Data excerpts
····················

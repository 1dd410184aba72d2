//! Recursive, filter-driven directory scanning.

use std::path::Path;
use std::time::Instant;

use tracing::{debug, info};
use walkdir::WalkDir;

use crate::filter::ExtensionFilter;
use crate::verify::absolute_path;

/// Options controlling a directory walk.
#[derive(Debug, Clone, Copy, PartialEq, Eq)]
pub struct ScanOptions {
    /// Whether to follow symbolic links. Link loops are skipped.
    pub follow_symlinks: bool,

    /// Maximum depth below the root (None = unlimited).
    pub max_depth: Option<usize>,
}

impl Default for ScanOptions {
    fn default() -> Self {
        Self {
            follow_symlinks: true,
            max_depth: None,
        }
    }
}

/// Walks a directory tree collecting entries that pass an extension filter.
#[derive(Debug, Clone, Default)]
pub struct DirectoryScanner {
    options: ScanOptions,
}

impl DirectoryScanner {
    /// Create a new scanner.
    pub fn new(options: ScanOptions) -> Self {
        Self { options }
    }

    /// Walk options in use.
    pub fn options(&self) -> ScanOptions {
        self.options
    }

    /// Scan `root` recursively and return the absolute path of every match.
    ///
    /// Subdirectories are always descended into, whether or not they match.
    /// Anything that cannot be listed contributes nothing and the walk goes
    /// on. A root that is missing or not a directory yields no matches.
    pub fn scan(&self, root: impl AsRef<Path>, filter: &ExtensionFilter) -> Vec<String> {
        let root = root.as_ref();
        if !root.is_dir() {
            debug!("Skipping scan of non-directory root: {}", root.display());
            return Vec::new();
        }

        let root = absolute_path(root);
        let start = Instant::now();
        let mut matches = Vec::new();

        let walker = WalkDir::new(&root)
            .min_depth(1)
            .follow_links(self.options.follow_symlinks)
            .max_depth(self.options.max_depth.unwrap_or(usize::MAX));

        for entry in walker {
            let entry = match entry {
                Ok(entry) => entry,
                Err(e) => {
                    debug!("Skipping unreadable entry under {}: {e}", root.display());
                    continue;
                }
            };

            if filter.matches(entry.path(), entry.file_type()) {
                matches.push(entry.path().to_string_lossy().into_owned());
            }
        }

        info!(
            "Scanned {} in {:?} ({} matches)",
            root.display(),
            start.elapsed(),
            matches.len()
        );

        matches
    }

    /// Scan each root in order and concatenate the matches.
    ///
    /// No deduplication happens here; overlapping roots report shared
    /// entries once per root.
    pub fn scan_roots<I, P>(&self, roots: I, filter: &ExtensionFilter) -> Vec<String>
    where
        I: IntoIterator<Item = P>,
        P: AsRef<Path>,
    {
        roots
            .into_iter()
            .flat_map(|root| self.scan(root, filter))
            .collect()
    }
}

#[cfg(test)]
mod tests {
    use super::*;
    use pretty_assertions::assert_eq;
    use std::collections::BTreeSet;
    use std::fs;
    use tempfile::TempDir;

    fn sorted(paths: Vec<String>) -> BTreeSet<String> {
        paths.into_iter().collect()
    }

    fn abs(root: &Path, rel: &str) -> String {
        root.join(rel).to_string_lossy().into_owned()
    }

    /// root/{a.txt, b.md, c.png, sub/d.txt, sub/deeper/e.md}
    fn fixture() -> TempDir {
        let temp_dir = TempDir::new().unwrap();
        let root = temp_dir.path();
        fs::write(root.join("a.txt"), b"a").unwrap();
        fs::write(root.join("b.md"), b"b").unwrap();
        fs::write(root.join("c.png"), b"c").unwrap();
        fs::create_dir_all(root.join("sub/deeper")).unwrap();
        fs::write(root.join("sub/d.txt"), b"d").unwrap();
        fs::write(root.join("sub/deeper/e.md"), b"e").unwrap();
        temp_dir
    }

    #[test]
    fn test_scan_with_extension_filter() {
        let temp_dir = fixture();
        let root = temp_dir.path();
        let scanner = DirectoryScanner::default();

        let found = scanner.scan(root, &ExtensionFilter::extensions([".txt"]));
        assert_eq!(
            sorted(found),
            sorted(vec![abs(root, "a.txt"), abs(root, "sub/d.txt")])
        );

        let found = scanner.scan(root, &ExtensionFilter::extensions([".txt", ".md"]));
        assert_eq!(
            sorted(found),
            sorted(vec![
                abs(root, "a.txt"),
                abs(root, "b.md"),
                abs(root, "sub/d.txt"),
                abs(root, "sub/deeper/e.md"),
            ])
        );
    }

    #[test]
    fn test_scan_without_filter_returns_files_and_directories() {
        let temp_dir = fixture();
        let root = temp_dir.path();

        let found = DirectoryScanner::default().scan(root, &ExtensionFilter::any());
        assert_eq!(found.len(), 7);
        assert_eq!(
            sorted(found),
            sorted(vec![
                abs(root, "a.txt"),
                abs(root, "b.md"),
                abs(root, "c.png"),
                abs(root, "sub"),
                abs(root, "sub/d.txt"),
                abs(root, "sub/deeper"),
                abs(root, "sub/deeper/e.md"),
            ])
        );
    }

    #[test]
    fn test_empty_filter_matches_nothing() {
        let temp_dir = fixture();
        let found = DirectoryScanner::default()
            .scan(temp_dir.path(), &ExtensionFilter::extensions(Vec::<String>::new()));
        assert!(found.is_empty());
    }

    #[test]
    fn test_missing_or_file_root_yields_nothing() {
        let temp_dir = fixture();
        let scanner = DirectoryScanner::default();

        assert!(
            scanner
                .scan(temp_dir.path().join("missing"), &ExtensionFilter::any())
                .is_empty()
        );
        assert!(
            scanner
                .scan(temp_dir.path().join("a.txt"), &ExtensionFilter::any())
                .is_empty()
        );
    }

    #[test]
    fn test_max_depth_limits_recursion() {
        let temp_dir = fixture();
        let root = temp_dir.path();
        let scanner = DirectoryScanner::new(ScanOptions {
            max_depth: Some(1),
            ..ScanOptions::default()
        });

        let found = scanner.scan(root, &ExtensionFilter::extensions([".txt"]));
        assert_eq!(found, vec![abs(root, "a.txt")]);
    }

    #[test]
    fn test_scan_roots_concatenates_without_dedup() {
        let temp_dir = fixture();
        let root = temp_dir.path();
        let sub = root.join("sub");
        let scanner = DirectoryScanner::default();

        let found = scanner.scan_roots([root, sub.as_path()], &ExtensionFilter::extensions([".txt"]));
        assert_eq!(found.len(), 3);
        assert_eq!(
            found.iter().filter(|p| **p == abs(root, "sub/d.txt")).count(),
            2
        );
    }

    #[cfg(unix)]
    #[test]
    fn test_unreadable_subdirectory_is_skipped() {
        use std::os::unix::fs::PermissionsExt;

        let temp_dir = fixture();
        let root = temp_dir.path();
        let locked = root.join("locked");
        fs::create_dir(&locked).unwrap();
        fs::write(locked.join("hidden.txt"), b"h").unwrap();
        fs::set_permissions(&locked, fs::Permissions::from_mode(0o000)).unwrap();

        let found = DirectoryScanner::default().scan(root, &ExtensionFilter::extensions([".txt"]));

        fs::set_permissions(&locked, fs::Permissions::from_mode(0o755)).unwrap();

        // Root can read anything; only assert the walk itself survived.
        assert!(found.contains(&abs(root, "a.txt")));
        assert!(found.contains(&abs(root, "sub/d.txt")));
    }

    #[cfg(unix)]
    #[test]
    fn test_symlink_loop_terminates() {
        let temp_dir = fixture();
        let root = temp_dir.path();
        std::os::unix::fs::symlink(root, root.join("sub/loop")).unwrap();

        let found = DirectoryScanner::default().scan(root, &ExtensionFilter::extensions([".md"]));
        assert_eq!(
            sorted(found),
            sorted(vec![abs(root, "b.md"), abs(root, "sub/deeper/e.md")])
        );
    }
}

····················

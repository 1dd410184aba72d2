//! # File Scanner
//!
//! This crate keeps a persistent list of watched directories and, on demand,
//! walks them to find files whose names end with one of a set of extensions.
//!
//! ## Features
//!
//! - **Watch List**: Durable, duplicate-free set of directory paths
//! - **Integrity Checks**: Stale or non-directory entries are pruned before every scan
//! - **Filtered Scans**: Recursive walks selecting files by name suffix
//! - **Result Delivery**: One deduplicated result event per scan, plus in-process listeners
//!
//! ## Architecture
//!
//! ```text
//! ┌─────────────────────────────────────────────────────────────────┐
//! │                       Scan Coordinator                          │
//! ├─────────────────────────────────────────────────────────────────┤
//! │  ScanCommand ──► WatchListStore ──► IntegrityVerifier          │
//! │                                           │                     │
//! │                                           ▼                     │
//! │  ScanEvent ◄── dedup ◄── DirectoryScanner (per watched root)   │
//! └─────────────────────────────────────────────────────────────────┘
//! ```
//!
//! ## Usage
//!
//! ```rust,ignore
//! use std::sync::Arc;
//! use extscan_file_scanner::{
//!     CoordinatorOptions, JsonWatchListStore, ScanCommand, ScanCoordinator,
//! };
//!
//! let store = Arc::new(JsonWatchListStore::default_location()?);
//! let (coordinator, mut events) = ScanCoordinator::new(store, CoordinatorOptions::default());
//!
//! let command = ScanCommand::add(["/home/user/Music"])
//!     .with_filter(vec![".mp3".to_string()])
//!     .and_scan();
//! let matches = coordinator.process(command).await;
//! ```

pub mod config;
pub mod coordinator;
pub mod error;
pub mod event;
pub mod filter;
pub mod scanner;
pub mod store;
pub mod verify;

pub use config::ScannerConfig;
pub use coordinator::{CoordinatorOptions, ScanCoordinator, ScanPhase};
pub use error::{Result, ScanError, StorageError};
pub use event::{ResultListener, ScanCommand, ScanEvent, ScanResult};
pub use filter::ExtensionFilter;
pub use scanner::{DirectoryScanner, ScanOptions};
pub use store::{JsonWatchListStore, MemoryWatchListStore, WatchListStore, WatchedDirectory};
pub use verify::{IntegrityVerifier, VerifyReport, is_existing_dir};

····················

What the exercise asks:
Each line above that contains the word "Skipping" must be copied.

Final answer:
            debug!("Skipping scan of non-directory root: {}", root.display());
                    debug!("Skipping unreadable entry under {}: {e}", root.display());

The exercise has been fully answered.